In the protest note, Rwanda claims that Uganda supports rebels allied to Rwandan dissident former Army chief Gen. Kayumba Nyamwasa’s Rwanda National Congress to destabilize Rwanda from the Democratic Republic of Congo (DRC).

But Chief of Defence Forces Gen. David Rubakuba Muhoozi says the allegations are far-fetched.

”We don’t harbour any hostile intentions against any of our neighbours and we can’t provide sanctuary to any that may want to destabilise any of our neighbours including Rwanda” He said

According to the Rwandan government, the discomfort stems from the injustices meted out against their citizens doing legitimate business in Uganda.

From the late 1990s, Rwanda and Uganda have lived through bouts of tension that seem to be resolved, only for the relations to sour again.

So what could be the cause of the new tensions?

Ugandan born Rwandan citizen and former Makerere University senior researcher Dr Frederick Golooba says the rift stems from what Rwanda perceives as bad faith from Uganda on joint regional projects where Uganda seems to be veering away from Rwanda in favour of South Sudan.

”From the Oil pipeline to Power generation, Uganda took a decision without informing Rwanda and Rwanda thinks this is being done in bad faith” Golooba said.

Uganda reportedly promised to supply electricity to Rwanda through Mirama Hills but this never came to pass.

Rwanda also claims that Uganda’s recent alleged forays into Eastern DR Congo in search of the Allied Democratic Front rebels is a guise to arm Rwandan dissident General Kayumba Nyamwasa’s rebel group.

Gen. Nyamwasa fell out with Rwanda’s President Paul Kagame and lives in exile in South Africa.

General David Muhoozi who said that the government must address the differences in a more open and candid manner, while Dr Mutebi says he hopes the two countries are big enough to address these behind the scenes.

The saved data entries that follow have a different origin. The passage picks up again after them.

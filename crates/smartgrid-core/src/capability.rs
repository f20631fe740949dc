//! Collaborator contracts attached to columns and grids

use async_trait::async_trait;
use indexmap::IndexMap;
use serde::{Deserialize, Serialize};

use crate::error::GridResult;
use crate::types::{Row, RowId, Value};

/// One selectable option
#[derive(Debug, Clone, PartialEq, Serialize, Deserialize)]
pub struct OptionItem {
    pub label: String,
    pub value: Value,
}

impl OptionItem {
    pub fn new(label: impl Into<String>, value: impl Into<Value>) -> Self {
        Self {
            label: label.into(),
            value: value.into(),
        }
    }

    /// Case-insensitive match of `term` against label or value
    pub fn matches(&self, term: &str) -> bool {
        let term = term.trim().to_lowercase();
        if term.is_empty() {
            return true;
        }
        self.label.to_lowercase().contains(&term) || self.value.search_text().contains(&term)
    }
}

/// Page request for lazily-loaded options
#[derive(Debug, Clone, Default, PartialEq)]
pub struct OptionQuery {
    pub search_term: String,
    /// Number of matches to skip
    pub offset: usize,
    pub limit: usize,
    /// Row being edited, for options scoped by sibling values
    pub row: Option<Row>,
}

impl OptionQuery {
    pub fn new(search_term: impl Into<String>, offset: usize, limit: usize) -> Self {
        Self {
            search_term: search_term.into(),
            offset,
            limit,
            row: None,
        }
    }

    pub fn with_row(mut self, row: Row) -> Self {
        self.row = Some(row);
        self
    }
}

/// Asynchronous option provider
#[async_trait]
pub trait OptionSource: Send + Sync {
    async fn fetch_options(&self, query: &OptionQuery) -> GridResult<Vec<OptionItem>>;
}

fn page(items: impl Iterator<Item = OptionItem>, query: &OptionQuery) -> Vec<OptionItem> {
    items
        .filter(|item| item.matches(&query.search_term))
        .skip(query.offset)
        .take(query.limit)
        .collect()
}

/// In-memory option source that pages through a fixed list
#[derive(Debug, Clone, Default)]
pub struct StaticOptionSource {
    options: Vec<OptionItem>,
}

impl StaticOptionSource {
    pub fn new(options: Vec<OptionItem>) -> Self {
        Self { options }
    }
}

#[async_trait]
impl OptionSource for StaticOptionSource {
    async fn fetch_options(&self, query: &OptionQuery) -> GridResult<Vec<OptionItem>> {
        Ok(page(self.options.iter().cloned(), query))
    }
}

/// Options keyed by the value of a parent field in the edited row
#[derive(Debug, Clone)]
pub struct CascadingOptionSource {
    parent_field: String,
    options: IndexMap<String, Vec<OptionItem>>,
}

impl CascadingOptionSource {
    pub fn new(parent_field: impl Into<String>) -> Self {
        Self {
            parent_field: parent_field.into(),
            options: IndexMap::new(),
        }
    }

    pub fn with_options(mut self, parent_value: impl Into<String>, options: Vec<OptionItem>) -> Self {
        self.options.insert(parent_value.into(), options);
        self
    }

    pub fn parent_field(&self) -> &str {
        &self.parent_field
    }
}

#[async_trait]
impl OptionSource for CascadingOptionSource {
    async fn fetch_options(&self, query: &OptionQuery) -> GridResult<Vec<OptionItem>> {
        let parent_value = query
            .row
            .as_ref()
            .map(|row| row.value(&self.parent_field).to_string())
            .unwrap_or_default();

        // No parent chosen yet: nothing to offer
        let Some(options) = self.options.get(&parent_value) else {
            return Ok(Vec::new());
        };
        Ok(page(options.iter().cloned(), query))
    }
}

/// Creates a new option from free text typed in a select editor
#[async_trait]
pub trait AddNewHandler: Send + Sync {
    async fn on_add_new(&self, column: &str, value: &str) -> GridResult<OptionItem>;
}

/// Persists row additions, edits and deletions
#[async_trait]
pub trait RowMutationHandler: Send + Sync {
    /// Returns the stored row, which may carry a server-assigned key
    async fn on_add_row(&self, row: &Row) -> GridResult<Row>;

    async fn on_edit_row(&self, id: &RowId, row: &Row) -> GridResult<()>;

    async fn on_delete_row(&self, id: &RowId, row: &Row) -> GridResult<()>;
}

Uganda’s relationship with Rwanda stretches back to the early 1980s when Ugandan rebel leader, now President Yoweri Museveni and Rwanda’s President Paul Kagame took part in Uganda’s liberation war.

In 1990, the Rwanda refugees made an attempt to return home by force, led by Major General Fred Rwigyema.

Unfortunately, Rwigyema died in the early days of the fight, forcing Kagame who was away in the united states of America on training to return home and lead his countrymen.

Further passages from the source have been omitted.